25. Hoe is de beslissing van de ouder van invloed op de vooruitzichten op leven van de kinderen?

25 Er is nog een krachtige reden voor een gelovige ouder om in weerwil van tegenstand getrouw aan God te blijven. En wel vanwege de kinderen. God ziet met gunst op de jonge kinderen van zijn toegewijde dienstknechten neer en geeft de verzekering dat deze kinderen, indien zij gehoorzaam zijn, door de komende „grote verdrukking” heen gespaard zullen worden. Ook al is slechts één ouder een dienstknecht van Jehovah, dan is God zo welwillend om zulke jonge kinderen als „heilig” te beschouwen (1 Kor. 7:14). Maar als de ouder zich nu eens zou „verontschuldigen” wat het doen van de wil van God betreft? Zo’n ouder zou daardoor niet alleen voor zichzelf of haarzelf, maar ook voor de jonge kinderen een goedgekeurde positie bij God opgeven (Hebr. 12:25). Wat zou dat een tragisch verlies zijn!

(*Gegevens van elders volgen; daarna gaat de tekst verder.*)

use std::path::PathBuf;

use clap::{Args, Subcommand, ValueEnum};

use crate::exit::CliResult;
use crate::output::OutputFormat;

pub mod dump;
pub mod encode;
pub mod registers;
pub mod version;

#[derive(Subcommand, Debug)]
pub enum Command {
    /// Print the device register map.
    Registers(RegistersArgs),
    /// Build and print a validated command frame.
    Encode(EncodeArgs),
    /// Parse a raw frame log and print its contents in stream order.
    Dump(DumpArgs),
    /// Show version information.
    Version(VersionArgs),
}

pub fn run(command: Command, format: OutputFormat) -> CliResult<i32> {
    match command {
        Command::Registers(args) => registers::run(args, format),
        Command::Encode(args) => encode::run(args, format),
        Command::Dump(args) => dump::run(args, format),
        Command::Version(args) => version::run(args),
    }
}

#[derive(Copy, Clone, Debug, ValueEnum)]
pub enum FrameKind {
    Read,
    Write,
    Event,
}

#[derive(Args, Debug)]
pub struct RegistersArgs {
    /// Show only the register at this address.
    #[arg(long)]
    pub address: Option<u8>,
}

#[derive(Args, Debug)]
pub struct EncodeArgs {
    /// Frame kind to build.
    #[arg(value_enum)]
    pub kind: FrameKind,
    /// Register address.
    pub address: u8,
    /// Payload values (required for write and event frames).
    pub values: Vec<i64>,
    /// Attach a device timestamp, in fractional seconds.
    #[arg(long, value_name = "SECONDS")]
    pub timestamp: Option<f64>,
}

#[derive(Args, Debug)]
pub struct DumpArgs {
    /// Raw frame log to parse.
    pub file: PathBuf,
}

#[derive(Args, Debug)]
pub struct VersionArgs {
    /// Show extended build provenance.
    #[arg(long)]
    pub extended: bool,
}
use std::fmt;
use std::io;

use harpwire_frame::FrameError;
use harpwire_registers::RegisterError;

pub const SUCCESS: i32 = 0;
pub const FAILURE: i32 = 1;
pub const PERMISSION_DENIED: i32 = 50;
pub const DATA_INVALID: i32 = 60;
pub const USAGE: i32 = 64;
pub const INTERNAL: i32 = 125;

pub type CliResult<T> = Result<T, CliError>;

#[derive(Debug)]
pub struct CliError {
    pub code: i32,
    pub message: String,
}

impl CliError {
    pub fn new(code: i32, message: impl Into<String>) -> Self {
        Self {
            code,
            message: message.into(),
        }
    }
}

impl fmt::Display for CliError {
    fn fmt(&self, f: &mut fmt::Formatter<'_>) -> fmt::Result {
        write!(f, "{}", self.message)
    }
}

impl std::error::Error for CliError {}

pub fn io_error(context: &str, err: io::Error) -> CliError {
    let code = match err.kind() {
        io::ErrorKind::PermissionDenied => PERMISSION_DENIED,
        io::ErrorKind::NotFound => USAGE,
        _ => INTERNAL,
    };
    CliError::new(code, format!("{context}: {err}"))
}

pub fn frame_error(context: &str, err: FrameError) -> CliError {
    match err {
        FrameError::Io(source) => io_error(context, source),
        FrameError::ChecksumMismatch { .. }
        | FrameError::TruncatedFrame { .. }
        | FrameError::FrameTooLarge { .. }
        | FrameError::UnknownPayloadType { .. }
        | FrameError::UnknownMessageType { .. }
        | FrameError::MalformedPayload { .. }
        | FrameError::InvalidValue { .. } => CliError::new(DATA_INVALID, format!("{context}: {err}")),
        FrameError::ChannelClosed => CliError::new(FAILURE, format!("{context}: {err}")),
    }
}

pub fn register_error(context: &str, err: RegisterError) -> CliError {
    match err {
        RegisterError::UnknownRegister { .. } | RegisterError::AccessViolation { .. } => {
            CliError::new(USAGE, format!("{context}: {err}"))
        }
        RegisterError::MalformedPayload { .. } | RegisterError::InvalidValue { .. } => {
            CliError::new(DATA_INVALID, format!("{context}: {err}"))
        }
    }
}
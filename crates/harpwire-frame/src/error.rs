use crate::payload::PayloadType;

/// Errors that can occur while encoding or decoding frames and payloads.
#[derive(Debug, thiserror::Error)]
pub enum FrameError {
    /// The computed checksum does not match the transmitted one.
    #[error("checksum mismatch (computed 0x{computed:02x}, received 0x{received:02x})")]
    ChecksumMismatch { computed: u8, received: u8 },

    /// The declared frame length cannot hold a complete frame, or the
    /// stream ended before the frame did.
    #[error("truncated frame (declared body length {declared})")]
    TruncatedFrame { declared: usize },

    /// The declared frame length exceeds the configured maximum.
    #[error("frame too large (declared body length {declared}, max {max})")]
    FrameTooLarge { declared: usize, max: usize },

    /// The payload-type tag does not name a known element type.
    #[error("unknown payload type tag 0x{tag:02x}")]
    UnknownPayloadType { tag: u8 },

    /// The message-type byte does not name a known message type.
    #[error("unknown message type 0x{value:02x}")]
    UnknownMessageType { value: u8 },

    /// The payload byte count does not fit the declared element type.
    #[error("malformed {payload_type} payload ({len} bytes)")]
    MalformedPayload { payload_type: PayloadType, len: usize },

    /// A value cannot be represented in the target element width.
    #[error("value {value} out of range for {payload_type}")]
    InvalidValue { payload_type: PayloadType, value: i64 },

    /// An I/O error occurred while reading or writing frames.
    #[error("frame I/O error: {0}")]
    Io(#[from] std::io::Error),

    /// The channel was closed before a complete frame was received.
    #[error("channel closed")]
    ChannelClosed,
}

pub type Result<T> = std::result::Result<T, FrameError>;
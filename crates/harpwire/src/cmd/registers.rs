use comfy_table::{presets::UTF8_FULL, ContentArrangement, Table};
use harpwire_registers::{register_map, resolve, RegisterDescriptor, DEVICE_NAME, WHO_AM_I};
use serde::Serialize;

use crate::cmd::RegistersArgs;
use crate::exit::{register_error, CliResult, SUCCESS};
use crate::output::OutputFormat;

#[derive(Serialize)]
struct RegisterOutput {
    address: u8,
    name: &'static str,
    payload_type: String,
    length: usize,
    access: String,
}

impl From<&RegisterDescriptor> for RegisterOutput {
    fn from(reg: &RegisterDescriptor) -> Self {
        Self {
            address: reg.address,
            name: reg.name,
            payload_type: reg.payload_type.to_string(),
            length: reg.len,
            access: reg.access.to_string(),
        }
    }
}

#[derive(Serialize)]
struct MapOutput {
    device: &'static str,
    who_am_i: u16,
    registers: Vec<RegisterOutput>,
}

pub fn run(args: RegistersArgs, format: OutputFormat) -> CliResult<i32> {
    let registers: Vec<RegisterOutput> = match args.address {
        Some(address) => {
            let reg = resolve(address).map_err(|err| register_error("lookup failed", err))?;
            vec![reg.into()]
        }
        None => register_map().iter().map(RegisterOutput::from).collect(),
    };

    match format {
        OutputFormat::Json => {
            let out = MapOutput {
                device: DEVICE_NAME,
                who_am_i: WHO_AM_I,
                registers,
            };
            println!(
                "{}",
                serde_json::to_string(&out).unwrap_or_else(|_| "{}".to_string())
            );
        }
        OutputFormat::Table => {
            let mut table = Table::new();
            table
                .load_preset(UTF8_FULL)
                .set_content_arrangement(ContentArrangement::Dynamic)
                .set_header(vec!["ADDR", "NAME", "TYPE", "LENGTH", "ACCESS"]);
            for reg in &registers {
                table.add_row(vec![
                    reg.address.to_string(),
                    reg.name.to_string(),
                    reg.payload_type.clone(),
                    reg.length.to_string(),
                    reg.access.clone(),
                ]);
            }
            println!("{table}");
        }
        OutputFormat::Pretty => {
            println!("{DEVICE_NAME} (who-am-i {WHO_AM_I})");
            for reg in &registers {
                println!(
                    "  {:>3}  {:<22} {:<8} x{} {}",
                    reg.address, reg.name, reg.payload_type, reg.length, reg.access
                );
            }
        }
        OutputFormat::Raw => {
            for reg in &registers {
                println!("{}\t{}", reg.address, reg.name);
            }
        }
    }
    Ok(SUCCESS)
}
//! Command/reply transport for the laser driver controller.
//!
//! [`Device::connect`] takes any [`ChannelStream`](harpwire_channel::ChannelStream),
//! verifies the endpoint's identity through its who-am-i register, and then
//! mediates all traffic: commands go out through validated register
//! dispatch, replies come back matched FIFO per address, and everything
//! unsolicited (events, stray replies) is surfaced on an event receiver.
//! The [`datalog`] module persists captured traffic to disk.

pub mod datalog;
pub mod device;
pub mod error;
mod pending;

pub use datalog::DeviceDataWriter;
pub use device::{Device, DeviceConfig, RequestHandle};
pub use error::{DeviceError, Result};
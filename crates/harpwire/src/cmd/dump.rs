use bytes::BytesMut;
use harpwire_frame::{parse_step, FrameConfig, ParseStep};
use serde::Serialize;

use crate::cmd::DumpArgs;
use crate::exit::{io_error, CliResult, DATA_INVALID, SUCCESS};
use crate::output::{print_frame, OutputFormat};

#[derive(Serialize)]
struct FaultOutput {
    fault: String,
    address: Option<u8>,
}

#[derive(Serialize)]
struct SummaryOutput {
    frames: usize,
    faults: usize,
    trailing_bytes: usize,
}

pub fn run(args: DumpArgs, format: OutputFormat) -> CliResult<i32> {
    let bytes = std::fs::read(&args.file)
        .map_err(|err| io_error(&format!("cannot read {}", args.file.display()), err))?;
    let mut buf = BytesMut::from(bytes.as_slice());
    let config = FrameConfig::default();

    let mut frames = 0usize;
    let mut faults = 0usize;
    loop {
        match parse_step(&mut buf, &config) {
            ParseStep::Frame(frame) => {
                frames += 1;
                print_frame(&frame, format);
            }
            ParseStep::Fault(fault) => {
                faults += 1;
                print_fault(fault.address, &fault.error.to_string(), format);
            }
            ParseStep::NeedMore => break,
        }
    }

    let summary = SummaryOutput {
        frames,
        faults,
        trailing_bytes: buf.len(),
    };
    print_summary(&summary, format);

    if faults > 0 || summary.trailing_bytes > 0 {
        Ok(DATA_INVALID)
    } else {
        Ok(SUCCESS)
    }
}

fn print_fault(address: Option<u8>, message: &str, format: OutputFormat) {
    match format {
        OutputFormat::Json => {
            let out = FaultOutput {
                fault: message.to_string(),
                address,
            };
            println!(
                "{}",
                serde_json::to_string(&out).unwrap_or_else(|_| "{}".to_string())
            );
        }
        _ => match address {
            Some(address) => println!("fault addr={address}: {message}"),
            None => println!("fault: {message}"),
        },
    }
}

fn print_summary(summary: &SummaryOutput, format: OutputFormat) {
    match format {
        OutputFormat::Json => {
            println!(
                "{}",
                serde_json::to_string(summary).unwrap_or_else(|_| "{}".to_string())
            );
        }
        OutputFormat::Raw => {}
        _ => {
            println!(
                "{} frame(s), {} fault(s), {} trailing byte(s)",
                summary.frames, summary.faults, summary.trailing_bytes
            );
        }
    }
}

26. Wat moeten wij, willen wij zo handelen dat dit onszelf en anderen werkelijk tot voordeel strekt, doen?

26 Ongeacht welk aspect van het leven wij dus ook beschouwen, het is duidelijk dat wij niet alleen aan onszelf maar ook aan anderen moeten denken. Wijzelf zullen liefde ontvangen indien wij het tot een gewoonte maken onzelfzuchtige bezorgdheid jegens anderen aan de dag te leggen (Luk. 6:38). Maar om werkelijke liefde te tonen en niet door kortzichtige menselijke redenering misleid te worden, moeten wij Jehovah God leren kennen en in een goede verhouding tot hem staan. Hierbij is echter een keus betrokken die wij persoonlijk moeten doen.